Il a écrit un fichier malveillant appelé DropSmack et l'a utilisé pour infecter un fichier déjà présent dans le dossier Dropbox du CIO. Lorsque le DSI a ensuite ouvert ce fichier, l'outil DropSmack a ensuite autorisé l'envoi de commandes malveillantes à l'intérieur du réseau de l'entreprise via des fichiers synchronisés par Dropbox, y compris des commandes permettant le vol de fichiers. Plus tard, Williams a répliqué l'attaque avec plusieurs autres services de synchronisation de stockage en nuage populaires.
Bien qu'aucune attaque ne se soit produite de cette façon, je ne peux pas imaginer que quelqu'un quelque part ne l'ait pas utilisé pour de véritables attaques, dit Williams. C'est presque impossible à détecter avec les outils actuels, donc nous ne savons pas. Les outils de prévention des pertes de données ont beaucoup de mal avec Dropbox et autres. Ils échouent vraiment à protéger ces services. Il a parlé de ses attaques contre les services de stockage en nuage dans un parler à Black Hat plus tôt ce mois-ci.

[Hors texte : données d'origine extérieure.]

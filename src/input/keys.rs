//! Linux key codes
//!
//! Codes and names come from the `evdev` crate. Gesture strings use the
//! kernel name without its `KEY_` prefix, lower-cased: `KEY_LEFTCTRL` is
//! "leftctrl".

use once_cell::sync::Lazy;
use std::collections::HashMap;
use std::fmt;

/// Highest key code the kernel defines
const KEY_CODE_MAX: u16 = 0x2ff;

/// A Linux input key code
#[derive(Debug, Clone, Copy, PartialEq, Eq, Hash, PartialOrd, Ord)]
pub struct KeyCode(pub u16);

impl KeyCode {
    pub const ESC: KeyCode = KeyCode(evdev::KeyCode::KEY_ESC.0);
    pub const BACKSPACE: KeyCode = KeyCode(evdev::KeyCode::KEY_BACKSPACE.0);
    pub const TAB: KeyCode = KeyCode(evdev::KeyCode::KEY_TAB.0);
    pub const Q: KeyCode = KeyCode(evdev::KeyCode::KEY_Q.0);
    pub const T: KeyCode = KeyCode(evdev::KeyCode::KEY_T.0);
    pub const ENTER: KeyCode = KeyCode(evdev::KeyCode::KEY_ENTER.0);
    pub const LEFT_CTRL: KeyCode = KeyCode(evdev::KeyCode::KEY_LEFTCTRL.0);
    pub const A: KeyCode = KeyCode(evdev::KeyCode::KEY_A.0);
    pub const S: KeyCode = KeyCode(evdev::KeyCode::KEY_S.0);
    pub const LEFT_SHIFT: KeyCode = KeyCode(evdev::KeyCode::KEY_LEFTSHIFT.0);
    pub const RIGHT_SHIFT: KeyCode = KeyCode(evdev::KeyCode::KEY_RIGHTSHIFT.0);
    pub const LEFT_ALT: KeyCode = KeyCode(evdev::KeyCode::KEY_LEFTALT.0);
    pub const SPACE: KeyCode = KeyCode(evdev::KeyCode::KEY_SPACE.0);
    pub const CAPS_LOCK: KeyCode = KeyCode(evdev::KeyCode::KEY_CAPSLOCK.0);
    pub const RIGHT_CTRL: KeyCode = KeyCode(evdev::KeyCode::KEY_RIGHTCTRL.0);
    pub const RIGHT_ALT: KeyCode = KeyCode(evdev::KeyCode::KEY_RIGHTALT.0);
    pub const HOME: KeyCode = KeyCode(evdev::KeyCode::KEY_HOME.0);
    pub const LEFT: KeyCode = KeyCode(evdev::KeyCode::KEY_LEFT.0);
    pub const RIGHT: KeyCode = KeyCode(evdev::KeyCode::KEY_RIGHT.0);
    pub const END: KeyCode = KeyCode(evdev::KeyCode::KEY_END.0);
    pub const INSERT: KeyCode = KeyCode(evdev::KeyCode::KEY_INSERT.0);
    pub const LEFT_META: KeyCode = KeyCode(evdev::KeyCode::KEY_LEFTMETA.0);
    pub const RIGHT_META: KeyCode = KeyCode(evdev::KeyCode::KEY_RIGHTMETA.0);

    /// Gesture name of this key, if the kernel names it
    pub fn name(self) -> Option<&'static str> {
        KEY_NAMES.by_code.get(&self.0).map(String::as_str)
    }

    /// Look a key up by gesture name (case-insensitive, a few aliases)
    pub fn from_name(name: &str) -> Option<KeyCode> {
        let lower = name.trim().to_lowercase();
        let canonical = match lower.as_str() {
            "return" => "enter",
            "escape" => "esc",
            "del" => "delete",
            "ins" => "insert",
            "pgup" => "pageup",
            "pgdn" => "pagedown",
            "." | "period" => "dot",
            "," => "comma",
            "/" => "slash",
            ";" => "semicolon",
            other => other,
        };
        KEY_NAMES.by_name.get(canonical).map(|code| KeyCode(*code))
    }

    /// Shift, Control, Alt and Meta keys on either side
    pub fn is_modifier(self) -> bool {
        matches!(
            self,
            KeyCode::LEFT_SHIFT
                | KeyCode::RIGHT_SHIFT
                | KeyCode::LEFT_CTRL
                | KeyCode::RIGHT_CTRL
                | KeyCode::LEFT_ALT
                | KeyCode::RIGHT_ALT
                | KeyCode::LEFT_META
                | KeyCode::RIGHT_META
        )
    }
}

impl From<evdev::KeyCode> for KeyCode {
    fn from(code: evdev::KeyCode) -> Self {
        KeyCode(code.0)
    }
}

impl From<KeyCode> for evdev::KeyCode {
    fn from(code: KeyCode) -> Self {
        evdev::KeyCode(code.0)
    }
}

impl fmt::Display for KeyCode {
    fn fmt(&self, f: &mut fmt::Formatter<'_>) -> fmt::Result {
        match self.name() {
            Some(name) => f.write_str(name),
            None => write!(f, "key{}", self.0),
        }
    }
}

struct KeyNames {
    by_code: HashMap<u16, String>,
    by_name: HashMap<String, u16>,
}

// evdev's Debug output is the kernel constant name; buttons and unnamed
// codes are left out
static KEY_NAMES: Lazy<KeyNames> = Lazy::new(|| {
    let mut by_code = HashMap::new();
    let mut by_name = HashMap::new();
    for code in 0..=KEY_CODE_MAX {
        let constant = format!("{:?}", evdev::KeyCode(code));
        let Some(name) = constant.strip_prefix("KEY_") else {
            continue;
        };
        let name = name.to_lowercase();
        by_name.entry(name.clone()).or_insert(code);
        by_code.insert(code, name);
    }
    KeyNames { by_code, by_name }
});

Dans une autre découverte la semaine dernière, d'autres chercheurs ont réussi à décrypter le code utilisé par le client Dropbox, le précurseur d'une attaque contre Dropbox lui-même. Je dirais que c'était plutôt une tâche facile - le code était protégé d'une manière assez simple, a déclaré Przemysław Węgrzyn, ingénieur logiciel chez Codepainters, une entreprise de sécurité à Wroclaw, en Pologne, qui a co-écrit un papier présenté lors de la conférence sur la sécurité d'Usenix à Washington, D.C. Fondamentalement, si vous pouvez procéder à une ingénierie inverse, vous pouvez voir comment il communique, tout voir sur la communication, sur le type de sécurité dont il s'agit et à quel niveau l'attaquer.
Węgrzyn lui-même a minimisé l'importance de cela, car il ne s'agissait pas d'une attaque réussie contre Dropbox et n'a entraîné aucune perte de données.